Fig. 2. Source: FDA; authors’ analysis. Click to enlarge.

Tafinlar isn’t unique in that regard. Each line in Figure 1 above describes a similar, systematic process for expanding a drug’s usefulness from an initially narrow indication so it can benefit many more patients. And this broadening-of-utility phenomenon occurs outside oncology drug development as well.

Immunology is also an active area of new drug development, and drug development there follows a similar trajectory. Take for example Pfizer’s Xeljanz, the first small molecule inhibitor of the JAK enzyme. FDA first approved Xeljanz for refractory rheumatoid arthritis patients in 2012 (Fig. 3). It took an additional nine years of research to ultimately prove its value for multiple additional unmet autoimmune disease needs, including ulcerative colitis, psoriatic arthritis, and ankylosing spondylitis.

Fig. 3. Source: FDA; authors’ analysis. Click to enlarge.

While Tafinlar and Xeljanz are just two examples, this is a familiar and lengthy development path, similar to that of many other drugs that treat chronic autoimmune conditions.
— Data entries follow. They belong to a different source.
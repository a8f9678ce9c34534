use super::{read_text, Table};
use crate::error::Result;
use std::path::Path;

/// 1行1件のテキストを1列の表として読み込む
pub(super) fn read_lines(path: &Path, column_name: &str) -> Result<Table> {
    let content = read_text(path)?;
    Ok(parse_lines(&content, column_name))
}

pub(super) fn parse_lines(content: &str, column_name: &str) -> Table {
    let rows = content
        .trim_start_matches('\u{feff}')
        .lines()
        .map(str::trim)
        .filter(|line| !line.is_empty())
        .map(|line| vec![line.to_string()])
        .collect();

    Table {
        headers: vec![column_name.to_string()],
        rows,
    }
}
use crate::export::ExportFormat;
use clap::{Parser, Subcommand};
use std::path::PathBuf;

#[derive(Parser)]
#[command(name = "medcheck")]
#[command(about = "医薬品名ミスマッチ検出ツール", long_about = None)]
pub struct Cli {
    #[command(subcommand)]
    pub command: Commands,

    /// 詳細ログを出力
    #[arg(short, long, global = true)]
    pub verbose: bool,

    /// 履歴ファイル（設定・環境変数より優先）
    #[arg(long, global = true)]
    pub history: Option<PathBuf>,
}

#[derive(Subcommand)]
pub enum Commands {
    /// 医薬品名を参照データベースと照合
    Detect {
        /// 医薬品名（カンマ区切り）
        names: Option<String>,

        /// 医薬品名の入ったファイル (csv/xlsx/txt)
        #[arg(short, long)]
        file: Option<PathBuf>,

        /// ファイル内の医薬品名の列
        #[arg(short, long)]
        column: Option<String>,

        /// 列を対話式で選択
        #[arg(long)]
        pick_column: bool,

        /// このセッションだけ使う参照ファイル
        #[arg(short, long)]
        reference: Option<PathBuf>,

        /// 参照ファイル内の医薬品名の列
        #[arg(long)]
        reference_column: Option<String>,

        /// 結果の出力先 (json/csv/xlsx)
        #[arg(short, long)]
        output: Option<PathBuf>,

        /// 出力形式（省略時は拡張子から判定）
        #[arg(long)]
        format: Option<ExportFormat>,

        /// 履歴に書き込まない
        #[arg(long)]
        no_history: bool,
    },

    /// 参照データベースを検索
    Search {
        /// 検索語（省略時は先頭25件を表示）
        query: Option<String>,

        /// あいまい検索ではなく部分一致で検索
        #[arg(long)]
        contains: bool,

        /// このセッションだけ使う参照ファイル
        #[arg(short, long)]
        reference: Option<PathBuf>,

        /// 参照ファイル内の医薬品名の列
        #[arg(long)]
        reference_column: Option<String>,
    },

    /// 検出履歴を表示
    History {
        /// 要確認（Mismatch / Possible Mismatch）のみ表示
        #[arg(short, long)]
        mismatches_only: bool,

        /// 末尾（新しいもの）から表示する件数
        #[arg(short, long)]
        limit: Option<usize>,
    },

    /// 参照データと履歴の集計を表示
    Analytics {
        /// このセッションだけ使う参照ファイル
        #[arg(short, long)]
        reference: Option<PathBuf>,

        /// 参照ファイル内の医薬品名の列
        #[arg(long)]
        reference_column: Option<String>,
    },

    /// 使用中の参照データを表示
    Reference {
        /// このセッションだけ使う参照ファイル
        #[arg(short, long)]
        reference: Option<PathBuf>,

        /// 参照ファイル内の医薬品名の列
        #[arg(long)]
        reference_column: Option<String>,
    },

    /// 設定を表示/編集
    Config {
        /// 設定を表示
        #[arg(long)]
        show: bool,

        /// 履歴ファイルの場所を設定
        #[arg(long)]
        set_history: Option<PathBuf>,

        /// 参照ファイルを設定（'Medicine Name' 列必須）
        #[arg(long)]
        set_reference: Option<PathBuf>,

        /// 参照ファイルの設定を解除（組み込みリストに戻す）
        #[arg(long)]
        clear_reference: bool,
    },
}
Drug development doesn’t happen all at once

The only reason that the private sector would invest more money into trials to study what new uses a drug might have is if there will be enough time before generic entry for these new uses to justify the investment required to discover them. And it’s not like every trial looking at a new use of a marketed drug is destined to succeed. Companies run a portfolio of trials probing for new uses; many fail. So the ones that succeed have to compensate for the cost of running that whole portfolio of trials. Spending nine years to find new indications might be worth it if you expect to still have six more years to profit from such findings. But few would bother to fund all that post-launch R&D if there was little time to generate a return.
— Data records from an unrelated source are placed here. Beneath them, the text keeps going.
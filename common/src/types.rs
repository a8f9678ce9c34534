//! 照合処理の型定義
//!
//! - ReferenceEntry: 参照データベースの1件（表示用の医薬品名＋付帯情報）
//! - MatchStatus: スコアから決まる判定区分
//! - MatchResult: 入力名1件ごとの照合結果

use serde::{Deserialize, Serialize};
use std::fmt;

/// 一致候補がない場合の表示値
pub const NO_MATCH: &str = "—";

/// 参照データベースのエントリ
#[derive(Debug, Clone, Default, PartialEq, Serialize, Deserialize)]
#[serde(rename_all = "camelCase")]
pub struct ReferenceEntry {
    /// 医薬品名（表示用、元の表記のまま）
    pub name: String,

    #[serde(default)]
    pub price: Option<f64>,

    #[serde(default)]
    pub company: Option<String>,

    #[serde(default)]
    pub category: Option<String>,

    #[serde(default)]
    pub packaging: Option<String>,
}

impl ReferenceEntry {
    pub fn new(name: impl Into<String>) -> Self {
        Self {
            name: name.into(),
            ..Default::default()
        }
    }

    /// 付帯情報つきで作成（組み込みリスト用）
    pub fn with_details(
        name: &str,
        price: f64,
        company: &str,
        category: &str,
        packaging: &str,
    ) -> Self {
        Self {
            name: name.to_string(),
            price: Some(price),
            company: Some(company.to_string()),
            category: Some(category.to_string()),
            packaging: Some(packaging.to_string()),
        }
    }
}

/// 判定区分
#[derive(Debug, Clone, Copy, PartialEq, Eq, Hash, Serialize, Deserialize)]
pub enum MatchStatus {
    #[serde(rename = "Correct")]
    Correct,
    #[serde(rename = "Possible Mismatch")]
    PossibleMismatch,
    #[serde(rename = "Mismatch")]
    Mismatch,
}

impl MatchStatus {
    pub const ALL: [MatchStatus; 3] = [
        MatchStatus::Correct,
        MatchStatus::PossibleMismatch,
        MatchStatus::Mismatch,
    ];

    /// 区分名（絵文字なし）
    pub fn name(&self) -> &'static str {
        match self {
            MatchStatus::Correct => "Correct",
            MatchStatus::PossibleMismatch => "Possible Mismatch",
            MatchStatus::Mismatch => "Mismatch",
        }
    }

    /// 履歴ファイルに書き込むラベル
    ///
    /// 既存の履歴ファイルと同じ表記を維持すること。
    pub fn label(&self) -> &'static str {
        match self {
            MatchStatus::Correct => "✅ Correct",
            MatchStatus::PossibleMismatch => "⚠️ Possible Mismatch",
            MatchStatus::Mismatch => "❌ Mismatch",
        }
    }

    /// 要確認（Correct以外）かどうか
    pub fn is_flagged(&self) -> bool {
        !matches!(self, MatchStatus::Correct)
    }

    /// ラベルから区分を復元する（先頭の絵文字は任意）
    pub fn parse_label(label: &str) -> Option<Self> {
        let text = label
            .trim()
            .trim_start_matches(|c: char| !c.is_ascii_alphabetic())
            .to_lowercase();

        match text.as_str() {
            "correct" => Some(MatchStatus::Correct),
            "possible mismatch" => Some(MatchStatus::PossibleMismatch),
            "mismatch" => Some(MatchStatus::Mismatch),
            _ => None,
        }
    }
}

impl fmt::Display for MatchStatus {
    fn fmt(&self, f: &mut fmt::Formatter<'_>) -> fmt::Result {
        write!(f, "{}", self.label())
    }
}

/// 照合結果（作成後は変更しない）
#[derive(Debug, Clone, PartialEq, Serialize, Deserialize)]
#[serde(rename_all = "camelCase")]
pub struct MatchResult {
    /// 入力された名前（元の表記）
    pub entered: String,
    /// 最も近い参照名（表示用）。参照が空ならNone
    pub closest_match: Option<String>,
    /// 類似度 0〜100
    pub score: f64,
    pub status: MatchStatus,
}

impl MatchResult {
    /// 一致候補なしの結果
    pub fn no_match(entered: impl Into<String>) -> Self {
        Self {
            entered: entered.into(),
            closest_match: None,
            score: 0.0,
            status: MatchStatus::Mismatch,
        }
    }

    /// 表示・履歴用の最近傍名
    pub fn closest_match_display(&self) -> &str {
        self.closest_match.as_deref().unwrap_or(NO_MATCH)
    }
}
And often the first indication for which a drug is approved is not what made it worthwhile to develop in the first place; it was just a warmup, with the bigger market to come later. When you know you have enough patent life to get 14 years on the market post-launch before generics compete, launching in a small indication and generating some revenue while working on a bigger goal makes sense. If the drug turns out not to work in the larger indication, then the smaller market ends up a consolation prize. But if you were limited to only nine years from launch regardless of your patent life, then you wouldn’t want to start the clock by launching in a small indication. You would either go for the big, risky indication or not bother to develop the drug at all, since the small indication can’t justify the cost of development on its own.

Less common tumor types in particular, like metastatic melanoma, certainly would not have seen the dramatic increase in cure rates we have today had price controls after nine years been the policy these last several decades. So you can’t even assume that you would get the drugs we have on the market if companies couldn’t count on having the time to both complete a portfolio of trials searching for more uses and profit from those findings.
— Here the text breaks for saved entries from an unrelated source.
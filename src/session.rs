//! 検出セッション
//!
//! 参照データと履歴ファイルをセッション単位で保持し、明示的に受け渡す。
//! 参照データは検出実行中に差し替えない。

use crate::column_selector::{resolve_column, ColumnChoice};
use crate::error::Result;
use crate::history::HistoryLog;
use crate::table::load_table;
use medcheck_common::{match_batch, prepare_entered, split_manual_input, MatchResult, ReferenceSet};
use std::fmt;
use std::path::{Path, PathBuf};

/// 参照データの出所
#[derive(Debug, Clone, PartialEq)]
pub enum ReferenceSource {
    /// 組み込みリスト
    Builtin,
    /// 設定ファイルで指定された参照ファイル
    Configured(PathBuf),
    /// このセッションだけ使うアップロードファイル
    Uploaded { path: PathBuf, column: String },
}

impl fmt::Display for ReferenceSource {
    fn fmt(&self, f: &mut fmt::Formatter<'_>) -> fmt::Result {
        match self {
            ReferenceSource::Builtin => write!(f, "組み込みリスト"),
            ReferenceSource::Configured(path) => write!(f, "{}", path.display()),
            ReferenceSource::Uploaded { path, column } => {
                write!(f, "{} (列: {})", path.display(), column)
            }
        }
    }
}

/// 参照データを読み込む
///
/// アップロード指定があればそれを優先し、次に設定の参照ファイル、
/// どちらもなければ組み込みリストを使う。
pub fn load_reference(
    configured: Option<&Path>,
    upload: Option<(&Path, &ColumnChoice)>,
) -> Result<(ReferenceSet, ReferenceSource)> {
    if let Some((path, choice)) = upload {
        let table = load_table(path)?;
        let index = resolve_column(&table, choice)?;
        let reference = ReferenceSet::from_named_column(&table.headers, &table.rows, index)?;
        let source = ReferenceSource::Uploaded {
            path: path.to_path_buf(),
            column: table.headers[index].clone(),
        };
        tracing::info!(source = %source, entries = reference.len(), "参照データを差し替え");
        return Ok((reference, source));
    }

    if let Some(path) = configured {
        let table = load_table(path)?;
        let reference = ReferenceSet::from_table(&table.headers, &table.rows)?;
        tracing::debug!(path = %path.display(), entries = reference.len(), "設定の参照データを使用");
        return Ok((reference, ReferenceSource::Configured(path.to_path_buf())));
    }

    Ok((ReferenceSet::builtin(), ReferenceSource::Builtin))
}

/// 照合する名前を集める（ファイルの列 → 手入力の順、重複除去）
pub fn collect_entered(
    file: Option<(&Path, &ColumnChoice)>,
    manual: Option<&str>,
) -> Result<Vec<String>> {
    let file_values = match file {
        Some((path, choice)) => {
            let table = load_table(path)?;
            let index = resolve_column(&table, choice)?;
            table.column_values(index)
        }
        None => Vec::new(),
    };

    let manual_values = manual.map(split_manual_input).unwrap_or_default();
    Ok(prepare_entered(file_values, manual_values))
}

/// 検出結果
#[derive(Debug, Clone, PartialEq)]
pub enum DetectOutcome {
    /// 照合する名前がない（履歴も書かない）
    NothingToCheck,
    Checked {
        results: Vec<MatchResult>,
        /// 履歴に書いた行数
        logged: usize,
    },
}

/// 1セッション分の状態
#[derive(Debug, Clone)]
pub struct Session {
    reference: ReferenceSet,
    source: ReferenceSource,
    history: Option<HistoryLog>,
}

impl Session {
    pub fn new(reference: ReferenceSet, source: ReferenceSource) -> Self {
        Self {
            reference,
            source,
            history: None,
        }
    }

    /// 検出結果を履歴に追記する
    pub fn with_history(mut self, history: HistoryLog) -> Self {
        self.history = Some(history);
        self
    }

    pub fn reference(&self) -> &ReferenceSet {
        &self.reference
    }

    pub fn source(&self) -> &ReferenceSource {
        &self.source
    }

    /// 照合を実行し、履歴があれば追記する
    pub fn detect(&self, entered: &[String]) -> Result<DetectOutcome> {
        if entered.is_empty() {
            return Ok(DetectOutcome::NothingToCheck);
        }

        let results = match_batch(entered, &self.reference);
        tracing::debug!(
            entered = entered.len(),
            reference = self.reference.len(),
            "照合完了"
        );

        let logged = match &self.history {
            Some(history) => history.append(&results)?,
            None => 0,
        };

        Ok(DetectOutcome::Checked { results, logged })
    }
}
The long-term damage to innovation that would result from limiting protection of small molecules to nine years should be self-evident. We’d know much less about Tafinlar and Xeljanz, those drugs would be helping far fewer patients, and we’d be giving up on two of the most significant sources of progress in cancer and immunology in the last several years. Just imagine the impact of this limit on drug development overall.

Turning the current bill into policy would result in drug developers opting not to make the significant investments needed to understand the value of medicines in multiple diseases, how they should be used with existing therapies, or make them available to patients with less severe forms of disease.

There are so many problems we have yet to solve, and we’re making progress. It is not a given that we must die as early as we do of cancer or suffer the indignities of Alzheimer’s. Why must we give up on the biomedical advances we have yet to make and all the patients who will need them?